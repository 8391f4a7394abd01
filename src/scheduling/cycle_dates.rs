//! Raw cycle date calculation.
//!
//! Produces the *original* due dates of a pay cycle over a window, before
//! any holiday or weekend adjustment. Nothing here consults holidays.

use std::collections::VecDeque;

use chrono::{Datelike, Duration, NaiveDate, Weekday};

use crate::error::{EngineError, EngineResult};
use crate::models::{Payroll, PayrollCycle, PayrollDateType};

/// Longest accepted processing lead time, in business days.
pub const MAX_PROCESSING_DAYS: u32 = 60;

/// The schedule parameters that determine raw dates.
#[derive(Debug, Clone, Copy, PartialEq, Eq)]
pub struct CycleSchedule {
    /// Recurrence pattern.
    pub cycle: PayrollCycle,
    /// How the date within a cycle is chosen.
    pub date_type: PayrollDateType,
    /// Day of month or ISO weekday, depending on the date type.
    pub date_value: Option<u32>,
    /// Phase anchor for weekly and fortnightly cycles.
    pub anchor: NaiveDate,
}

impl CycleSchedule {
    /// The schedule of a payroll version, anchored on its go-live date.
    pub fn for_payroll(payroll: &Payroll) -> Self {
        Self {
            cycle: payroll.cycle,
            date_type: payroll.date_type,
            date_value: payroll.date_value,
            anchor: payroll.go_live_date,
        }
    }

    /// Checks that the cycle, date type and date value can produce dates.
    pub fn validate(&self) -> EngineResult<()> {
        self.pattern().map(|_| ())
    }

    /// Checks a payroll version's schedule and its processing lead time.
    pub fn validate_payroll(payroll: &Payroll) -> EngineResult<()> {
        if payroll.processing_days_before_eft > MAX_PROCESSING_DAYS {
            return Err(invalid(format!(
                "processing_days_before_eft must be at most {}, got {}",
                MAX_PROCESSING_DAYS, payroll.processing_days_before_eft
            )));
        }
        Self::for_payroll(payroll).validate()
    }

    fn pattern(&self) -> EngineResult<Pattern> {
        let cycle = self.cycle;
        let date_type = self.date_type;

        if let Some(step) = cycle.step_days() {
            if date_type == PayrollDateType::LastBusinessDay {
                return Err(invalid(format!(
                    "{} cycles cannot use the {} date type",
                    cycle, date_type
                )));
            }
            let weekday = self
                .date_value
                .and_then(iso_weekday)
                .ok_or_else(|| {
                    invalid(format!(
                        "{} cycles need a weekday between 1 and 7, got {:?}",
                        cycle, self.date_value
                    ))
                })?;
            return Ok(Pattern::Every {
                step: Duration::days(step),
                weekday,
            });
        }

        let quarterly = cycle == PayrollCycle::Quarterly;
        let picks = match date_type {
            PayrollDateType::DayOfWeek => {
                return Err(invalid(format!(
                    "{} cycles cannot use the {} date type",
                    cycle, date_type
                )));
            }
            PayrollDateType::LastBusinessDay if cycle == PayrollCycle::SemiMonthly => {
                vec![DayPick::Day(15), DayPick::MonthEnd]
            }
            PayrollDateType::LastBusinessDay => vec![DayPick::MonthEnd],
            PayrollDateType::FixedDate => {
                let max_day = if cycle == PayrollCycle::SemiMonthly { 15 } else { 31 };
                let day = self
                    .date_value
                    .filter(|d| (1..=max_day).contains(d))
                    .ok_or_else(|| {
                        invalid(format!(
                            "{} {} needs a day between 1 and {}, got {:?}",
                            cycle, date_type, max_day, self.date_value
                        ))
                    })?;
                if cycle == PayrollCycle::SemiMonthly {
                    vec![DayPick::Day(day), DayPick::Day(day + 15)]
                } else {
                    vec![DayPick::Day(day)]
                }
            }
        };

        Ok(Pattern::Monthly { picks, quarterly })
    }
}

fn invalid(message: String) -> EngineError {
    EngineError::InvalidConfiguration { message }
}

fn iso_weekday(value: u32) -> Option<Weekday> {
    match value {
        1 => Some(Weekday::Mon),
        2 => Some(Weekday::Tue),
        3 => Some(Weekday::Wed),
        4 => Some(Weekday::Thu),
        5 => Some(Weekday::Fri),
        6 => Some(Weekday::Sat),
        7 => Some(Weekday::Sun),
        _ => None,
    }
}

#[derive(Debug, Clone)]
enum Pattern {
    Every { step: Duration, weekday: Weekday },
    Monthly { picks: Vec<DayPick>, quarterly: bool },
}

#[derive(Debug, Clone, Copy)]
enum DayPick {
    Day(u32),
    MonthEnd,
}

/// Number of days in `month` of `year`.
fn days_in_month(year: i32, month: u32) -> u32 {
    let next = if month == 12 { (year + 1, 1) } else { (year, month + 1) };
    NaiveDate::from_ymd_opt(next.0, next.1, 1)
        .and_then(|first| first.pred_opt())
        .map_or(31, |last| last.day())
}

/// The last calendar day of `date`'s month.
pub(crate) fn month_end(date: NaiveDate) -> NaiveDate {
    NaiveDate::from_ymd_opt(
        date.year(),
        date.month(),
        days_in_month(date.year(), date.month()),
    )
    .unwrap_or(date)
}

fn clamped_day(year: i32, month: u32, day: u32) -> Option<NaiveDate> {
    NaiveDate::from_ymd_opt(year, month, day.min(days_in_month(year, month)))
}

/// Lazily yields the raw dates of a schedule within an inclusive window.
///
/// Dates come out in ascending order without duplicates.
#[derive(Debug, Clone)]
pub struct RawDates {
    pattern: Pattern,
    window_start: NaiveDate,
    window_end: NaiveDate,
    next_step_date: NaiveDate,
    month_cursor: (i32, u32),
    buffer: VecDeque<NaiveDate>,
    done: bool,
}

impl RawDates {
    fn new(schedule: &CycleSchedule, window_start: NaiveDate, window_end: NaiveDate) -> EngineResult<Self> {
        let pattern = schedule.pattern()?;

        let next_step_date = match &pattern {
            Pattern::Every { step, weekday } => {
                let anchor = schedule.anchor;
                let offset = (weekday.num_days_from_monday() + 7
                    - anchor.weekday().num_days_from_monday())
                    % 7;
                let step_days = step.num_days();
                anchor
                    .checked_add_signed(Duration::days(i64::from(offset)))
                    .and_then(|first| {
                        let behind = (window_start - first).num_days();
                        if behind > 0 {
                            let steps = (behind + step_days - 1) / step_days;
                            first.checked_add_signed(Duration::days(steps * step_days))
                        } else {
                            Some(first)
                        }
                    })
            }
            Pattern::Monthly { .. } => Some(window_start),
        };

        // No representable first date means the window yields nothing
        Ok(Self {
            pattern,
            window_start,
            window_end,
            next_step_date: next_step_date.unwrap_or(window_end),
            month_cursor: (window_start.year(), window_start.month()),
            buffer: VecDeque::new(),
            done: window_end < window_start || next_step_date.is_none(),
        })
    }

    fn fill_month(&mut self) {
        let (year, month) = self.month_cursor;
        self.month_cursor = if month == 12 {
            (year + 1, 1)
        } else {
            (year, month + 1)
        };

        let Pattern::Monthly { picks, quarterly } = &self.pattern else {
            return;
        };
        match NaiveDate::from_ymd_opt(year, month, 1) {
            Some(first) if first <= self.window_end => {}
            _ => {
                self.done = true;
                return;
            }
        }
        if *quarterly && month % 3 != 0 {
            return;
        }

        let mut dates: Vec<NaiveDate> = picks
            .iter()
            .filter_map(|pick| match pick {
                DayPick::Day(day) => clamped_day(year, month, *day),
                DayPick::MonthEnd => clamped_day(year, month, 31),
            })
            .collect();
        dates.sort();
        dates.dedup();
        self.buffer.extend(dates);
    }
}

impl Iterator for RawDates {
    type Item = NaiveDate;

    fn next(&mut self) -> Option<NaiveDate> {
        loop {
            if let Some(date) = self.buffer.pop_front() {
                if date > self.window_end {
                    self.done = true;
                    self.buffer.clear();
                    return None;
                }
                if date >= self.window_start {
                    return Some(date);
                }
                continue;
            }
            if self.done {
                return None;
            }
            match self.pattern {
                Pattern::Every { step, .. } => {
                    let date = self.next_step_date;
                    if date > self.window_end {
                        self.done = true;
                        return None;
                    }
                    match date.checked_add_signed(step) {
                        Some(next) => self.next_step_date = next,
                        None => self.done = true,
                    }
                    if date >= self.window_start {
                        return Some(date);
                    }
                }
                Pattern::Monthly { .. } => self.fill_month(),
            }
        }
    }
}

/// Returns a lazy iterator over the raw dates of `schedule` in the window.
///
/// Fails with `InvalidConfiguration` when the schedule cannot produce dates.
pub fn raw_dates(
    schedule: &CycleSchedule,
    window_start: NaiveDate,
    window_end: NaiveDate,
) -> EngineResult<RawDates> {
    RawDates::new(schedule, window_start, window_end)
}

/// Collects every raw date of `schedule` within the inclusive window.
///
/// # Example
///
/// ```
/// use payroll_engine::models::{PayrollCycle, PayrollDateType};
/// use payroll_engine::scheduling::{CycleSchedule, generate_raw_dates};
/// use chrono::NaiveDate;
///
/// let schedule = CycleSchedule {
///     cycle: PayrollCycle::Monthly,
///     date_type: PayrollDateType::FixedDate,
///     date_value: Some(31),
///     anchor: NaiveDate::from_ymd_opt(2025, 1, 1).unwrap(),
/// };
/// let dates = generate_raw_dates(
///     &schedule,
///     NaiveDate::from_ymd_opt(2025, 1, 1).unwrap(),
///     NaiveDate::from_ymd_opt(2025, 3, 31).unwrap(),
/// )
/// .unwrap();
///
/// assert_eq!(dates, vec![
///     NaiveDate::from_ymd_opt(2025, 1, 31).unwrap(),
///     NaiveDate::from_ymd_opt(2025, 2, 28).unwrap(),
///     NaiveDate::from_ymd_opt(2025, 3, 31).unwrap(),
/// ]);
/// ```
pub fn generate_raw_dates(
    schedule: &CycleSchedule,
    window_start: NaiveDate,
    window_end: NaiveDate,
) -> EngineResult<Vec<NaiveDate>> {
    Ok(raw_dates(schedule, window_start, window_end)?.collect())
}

What needs to be done: Of the entries above, repeat exactly the lines from the line with "let offset = (weekday.num_days_from_monday()" through the line with "let steps = (behind", both of them included.

Exercise solution:
                let offset = (weekday.num_days_from_monday() + 7
                    - anchor.weekday().num_days_from_monday())
                    % 7;
                let step_days = step.num_days();
                anchor
                    .checked_add_signed(Duration::days(i64::from(offset)))
                    .and_then(|first| {
                        let behind = (window_start - first).num_days();
                        if behind > 0 {
                            let steps = (behind + step_days - 1) / step_days;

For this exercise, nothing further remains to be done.